Examine every line of the listing below. Count those containing "invalidate" and state only the result.
*** Opening EXERCISE INPUTS ***
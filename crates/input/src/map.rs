//! Key mapping from terminal events to game actions.

use crate::types::GameAction;
use crossterm::event::{KeyCode, KeyEvent, KeyEventKind, KeyModifiers};

/// Map keyboard input to game actions.
pub fn handle_key_event(key: KeyEvent) -> Option<GameAction> {
    match key.code {
        KeyCode::Left | KeyCode::Char('h' | 'H' | 'a' | 'A') => Some(GameAction::MoveLeft),
        KeyCode::Right | KeyCode::Char('l' | 'L' | 'd' | 'D') => Some(GameAction::MoveRight),
        KeyCode::Down | KeyCode::Char('j' | 'J' | 's' | 'S') => Some(GameAction::SoftDrop),
        KeyCode::Up | KeyCode::Char('k' | 'K' | 'w' | 'W') => Some(GameAction::Rotate),
        KeyCode::Char(' ') => Some(GameAction::HardDrop),
        KeyCode::Char('p' | 'P') => Some(GameAction::Pause),
        KeyCode::Char('r' | 'R') => Some(GameAction::Restart),
        _ => None,
    }
}

/// Map a key event to an action, honoring presses and auto-repeats only.
pub fn action_for_event(key: KeyEvent) -> Option<GameAction> {
    match key.kind {
        KeyEventKind::Press | KeyEventKind::Repeat => handle_key_event(key),
        KeyEventKind::Release => None,
    }
}

/// Check if key should quit the game.
pub fn should_quit(key: KeyEvent) -> bool {
    matches!(key.code, KeyCode::Char('q') | KeyCode::Char('Q'))
        || (key.code == KeyCode::Char('c') && key.modifiers.contains(KeyModifiers::CONTROL))
}
//! TerminalRenderer: presents framebuffers on a real terminal.
//!
//! The first frame (and any frame after a resize or `invalidate`) is drawn in
//! full. Later frames only rewrite rows that changed.

use std::io::{self, Write};

use anyhow::{Context, Result};
use crossterm::{
    cursor,
    style::{
        Attribute, Color, Print, ResetColor, SetAttribute, SetBackgroundColor, SetForegroundColor,
    },
    terminal, QueueableCommand,
};

use crate::fb::{Cell, CellStyle, FrameBuffer, Rgb};

pub struct TerminalRenderer {
    stdout: io::Stdout,
    prev: Option<FrameBuffer>,
    buf: Vec<u8>,
}

impl TerminalRenderer {
    pub fn new() -> Self {
        Self {
            stdout: io::stdout(),
            prev: None,
            buf: Vec::with_capacity(32 * 1024),
        }
    }

    /// Switch to raw mode on the alternate screen.
    pub fn enter(&mut self) -> Result<()> {
        terminal::enable_raw_mode().context("enabling raw mode")?;
        self.buf.clear();
        self.buf.queue(terminal::EnterAlternateScreen)?;
        self.buf.queue(cursor::Hide)?;
        self.buf.queue(terminal::DisableLineWrap)?;
        self.flush_buf()
    }

    /// Restore the terminal to its normal state.
    pub fn exit(&mut self) -> Result<()> {
        self.buf.clear();
        self.buf.queue(ResetColor)?;
        self.buf.queue(SetAttribute(Attribute::Reset))?;
        self.buf.queue(terminal::EnableLineWrap)?;
        self.buf.queue(cursor::Show)?;
        self.buf.queue(terminal::LeaveAlternateScreen)?;
        self.flush_buf()?;
        terminal::disable_raw_mode().context("disabling raw mode")?;
        Ok(())
    }

    /// Force the next frame to be drawn in full (e.g. after a resize event).
    pub fn invalidate(&mut self) {
        self.prev = None;
    }

    pub fn draw(&mut self, fb: &FrameBuffer) -> Result<()> {
        self.buf.clear();
        match &self.prev {
            Some(prev) if prev.width() == fb.width() && prev.height() == fb.height() => {
                encode_changed_rows_into(prev, fb, &mut self.buf)?;
            }
            _ => encode_full_into(fb, &mut self.buf)?,
        }
        self.flush_buf()?;

        self.prev
            .get_or_insert_with(|| FrameBuffer::new(0, 0))
            .clone_from(fb);
        Ok(())
    }

    fn flush_buf(&mut self) -> Result<()> {
        self.stdout
            .write_all(&self.buf)
            .and_then(|_| self.stdout.flush())
            .context("writing frame to terminal")
    }
}

impl Default for TerminalRenderer {
    fn default() -> Self {
        Self::new()
    }
}

/// Encode a full-frame redraw into `out`.
pub fn encode_full_into(fb: &FrameBuffer, out: &mut Vec<u8>) -> Result<()> {
    out.queue(terminal::Clear(terminal::ClearType::All))?;
    let mut style = None;
    for y in 0..fb.height() {
        out.queue(cursor::MoveTo(0, y))?;
        encode_row_into(fb.row(y), &mut style, out)?;
    }
    out.queue(ResetColor)?;
    out.queue(SetAttribute(Attribute::Reset))?;
    Ok(())
}

/// Encode only the rows of `next` that differ from `prev` (same size).
pub fn encode_changed_rows_into(prev: &FrameBuffer, next: &FrameBuffer, out: &mut Vec<u8>) -> Result<()> {
    let mut style = None;
    for y in changed_rows(prev, next) {
        out.queue(cursor::MoveTo(0, y))?;
        encode_row_into(next.row(y), &mut style, out)?;
    }
    out.queue(ResetColor)?;
    out.queue(SetAttribute(Attribute::Reset))?;
    Ok(())
}

/// Row indices whose contents differ; every row when sizes differ
pub fn changed_rows<'a>(prev: &'a FrameBuffer, next: &'a FrameBuffer) -> impl Iterator<Item = u16> + 'a {
    let resized = prev.width() != next.width() || prev.height() != next.height();
    (0..next.height()).filter(move |&y| resized || prev.row(y) != next.row(y))
}

fn encode_row_into(row: &[Cell], current: &mut Option<CellStyle>, out: &mut Vec<u8>) -> Result<()> {
    for cell in row {
        if *current != Some(cell.style) {
            apply_style_into(out, cell.style)?;
            *current = Some(cell.style);
        }
        out.queue(Print(cell.ch))?;
    }
    Ok(())
}

fn apply_style_into(out: &mut Vec<u8>, style: CellStyle) -> Result<()> {
    out.queue(SetAttribute(Attribute::Reset))?;
    out.queue(SetForegroundColor(rgb_to_color(style.fg)))?;
    out.queue(SetBackgroundColor(rgb_to_color(style.bg)))?;
    if style.bold {
        out.queue(SetAttribute(Attribute::Bold))?;
    }
    if style.dim {
        out.queue(SetAttribute(Attribute::Dim))?;
    }
    Ok(())
}

fn rgb_to_color(rgb: Rgb) -> Color {
    Color::Rgb {
        r: rgb.r,
        g: rgb.g,
        b: rgb.b,
    }
}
*** Closing EXERCISE INPUTS ***
**WRITTEN ANSWER**:
2